PROMPT: Search the data for the string "CommandLine", and report each line where it is found.

[Dataset entries]
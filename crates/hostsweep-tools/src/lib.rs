//! Tool registry and acquisition for hostsweep.
//!
//! [`ToolManager`] knows every external scanner binary hostsweep can drive,
//! finds it on disk, checks its pinned hash, and fetches release builds from
//! the upstream repository when asked to.

#![doc(html_root_url = "https://docs.rs/hostsweep-tools/0.3.0")]

mod archive;
pub mod catalog;
mod config;
pub mod hash;
mod manager;
mod release;

pub use config::{SweepConfig, ToolOverride};
pub use hostsweep_core::{Result, SweepError};
pub use manager::{install_hint, ToolManager, ToolManagerBuilder};
pub use release::{find_matching_asset, Release, ReleaseAsset, ReleaseClient, ReleaseClientBuilder};
use std::fmt;
use std::path::{Path, PathBuf};

/// Program plus discrete arguments. Never passed through a shell.
#[derive(Debug, Clone, PartialEq, Eq)]
pub struct CommandLine {
    pub program: PathBuf,
    pub args: Vec<String>,
}

impl CommandLine {
    #[must_use]
    pub fn new(program: impl AsRef<Path>) -> Self {
        Self {
            program: program.as_ref().to_path_buf(),
            args: Vec::new(),
        }
    }

    /// Append one argument
    #[must_use]
    pub fn arg(mut self, arg: impl Into<String>) -> Self {
        self.args.push(arg.into());
        self
    }

    /// Append several arguments
    #[must_use]
    pub fn args<I, S>(mut self, args: I) -> Self
    where
        I: IntoIterator<Item = S>,
        S: Into<String>,
    {
        self.args.extend(args.into_iter().map(Into::into));
        self
    }

    /// Append a path argument
    #[must_use]
    pub fn path_arg(self, path: &Path) -> Self {
        self.arg(path.display().to_string())
    }
}

fn quoted(s: &str) -> String {
    if s.is_empty() || s.contains(char::is_whitespace) {
        format!("\"{s}\"")
    } else {
        s.to_string()
    }
}

impl fmt::Display for CommandLine {
    fn fmt(&self, f: &mut fmt::Formatter<'_>) -> fmt::Result {
        write!(f, "{}", quoted(&self.program.display().to_string()))?;
        for arg in &self.args {
            write!(f, " {}", quoted(arg))?;
        }
        Ok(())
    }
}

#[cfg(test)]
mod tests {
    use super::*;

    #[test]
    fn display_quotes_whitespace() {
        let cmd = CommandLine::new("C:/Program Files/ClamAV/clamscan.exe")
            .arg("-r")
            .args(["--log=out.log", "C:/Users/a b"]);
        assert_eq!(
            cmd.to_string(),
            "\"C:/Program Files/ClamAV/clamscan.exe\" -r --log=out.log \"C:/Users/a b\""
        );
    }
}
//! Sysmon service lifecycle.
//!
//! Sysmon is a telemetry source rather than a scanner: it feeds the event
//! logs Hayabusa and Chainsaw consume. Installing or changing it needs
//! administrator rights.

use serde::{Deserialize, Serialize};
use std::path::{Path, PathBuf};
use std::process::Stdio;
use std::sync::Arc;
use std::time::Duration;
use tokio::process::Command;
use tracing::{debug, error, info};

use hostsweep_core::{Result, SweepError};
use hostsweep_tools::{SweepConfig, ToolManager};

use crate::CommandLine;

const SERVICE_NAME: &str = "Sysmon64";
const DEFAULT_CONFIG_FILE: &str = "./rules/sysmon/sysmonconfig.xml";
const COMMAND_TIMEOUT: Duration = Duration::from_secs(120);

/// Service state reported by [`SysmonManager::status`]
#[derive(Debug, Clone, PartialEq, Eq, Serialize, Deserialize)]
pub struct SysmonStatus {
    /// Service is present and running
    pub installed: bool,
    pub service_name: String,
    pub config_file: PathBuf,
    pub config_exists: bool,
}

/// Installs, reconfigures and removes the Sysmon service
#[derive(Debug, Clone)]
pub struct SysmonManager {
    tools: Arc<ToolManager>,
    config_file: PathBuf,
    service_query: CommandLine,
}

impl SysmonManager {
    /// Manager using the `sysmon` override's `config_file`, if any
    #[must_use]
    pub fn new(tools: Arc<ToolManager>, config: &SweepConfig) -> Self {
        let config_file = config
            .tool("sysmon")
            .config_file
            .unwrap_or_else(|| PathBuf::from(DEFAULT_CONFIG_FILE));
        Self {
            tools,
            config_file,
            service_query: CommandLine::new("sc").args(["query", SERVICE_NAME]),
        }
    }

    /// Use a different command to query the service state. Its stdout must
    /// contain `RUNNING` when the service is up.
    #[must_use]
    pub fn service_query(mut self, command: CommandLine) -> Self {
        self.service_query = command;
        self
    }

    #[must_use]
    pub fn config_file(&self) -> &Path {
        &self.config_file
    }

    /// Whether the service is running. Query failures count as not running.
    pub async fn is_installed(&self) -> bool {
        match run(&self.service_query).await {
            Ok(output) => String::from_utf8_lossy(&output.stdout).contains("RUNNING"),
            Err(e) => {
                debug!(error = %e, "Service query failed");
                false
            }
        }
    }

    pub async fn status(&self) -> SysmonStatus {
        SysmonStatus {
            installed: self.is_installed().await,
            service_name: SERVICE_NAME.to_string(),
            config_file: self.config_file.clone(),
            config_exists: self.config_file.is_file(),
        }
    }

    /// Install the service with `config` (or the configured file)
    pub async fn install(&self, config: Option<&Path>) -> Result<()> {
        let config = self.existing_config(config)?;
        info!(config = %config.display(), "Installing Sysmon");
        self.sysmon(|cmd| cmd.arg("-accepteula").arg("-i").path_arg(config))
            .await
    }

    /// Replace the running configuration
    pub async fn update_config(&self, config: Option<&Path>) -> Result<()> {
        let config = self.existing_config(config)?;
        info!(config = %config.display(), "Updating Sysmon configuration");
        self.sysmon(|cmd| cmd.arg("-c").path_arg(config)).await
    }

    pub async fn uninstall(&self) -> Result<()> {
        info!("Uninstalling Sysmon");
        self.sysmon(|cmd| cmd.arg("-u")).await
    }

    fn existing_config<'a>(&'a self, config: Option<&'a Path>) -> Result<&'a Path> {
        let config = config.unwrap_or(&self.config_file);
        if config.is_file() {
            Ok(config)
        } else {
            Err(SweepError::Config(format!(
                "Sysmon config not found: {}",
                config.display()
            )))
        }
    }

    async fn sysmon(&self, args: impl FnOnce(CommandLine) -> CommandLine) -> Result<()> {
        let exe = self.tools.get_tool_path("sysmon")?;
        let command = args(CommandLine::new(exe));
        debug!(command = %command, "Running Sysmon");

        let output = run(&command).await?;
        match output.status.code() {
            Some(0) => {
                info!("Sysmon command succeeded");
                Ok(())
            }
            code => {
                let stderr = String::from_utf8_lossy(&output.stderr);
                error!(code = ?code, stderr = %stderr.trim(), "Sysmon command failed");
                Err(SweepError::NonZeroExit {
                    tool: "sysmon".to_string(),
                    code: code.unwrap_or(-1),
                })
            }
        }
    }
}

async fn run(command: &CommandLine) -> Result<std::process::Output> {
    let output = Command::new(&command.program)
        .args(&command.args)
        .stdin(Stdio::null())
        .stdout(Stdio::piped())
        .stderr(Stdio::piped())
        .kill_on_drop(true)
        .output();

    match tokio::time::timeout(COMMAND_TIMEOUT, output).await {
        Ok(Ok(output)) => Ok(output),
        Ok(Err(e)) => Err(SweepError::Process(format!("{}: {e}", command.program.display()))),
        Err(_) => Err(SweepError::Timeout(COMMAND_TIMEOUT.as_secs())),
    }
}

TASK OUTPUT:
pub struct CommandLine {
impl CommandLine {
impl fmt::Display for CommandLine {
        let cmd = CommandLine::new("C:/Program Files/ClamAV/clamscan.exe")
use crate::CommandLine;
    service_query: CommandLine,
            service_query: CommandLine::new("sc").args(["query", SERVICE_NAME]),
    pub fn service_query(mut self, command: CommandLine) -> Self {
    async fn sysmon(&self, args: impl FnOnce(CommandLine) -> CommandLine) -> Result<()> {
        let command = args(CommandLine::new(exe));
async fn run(command: &CommandLine) -> Result<std::process::Output> {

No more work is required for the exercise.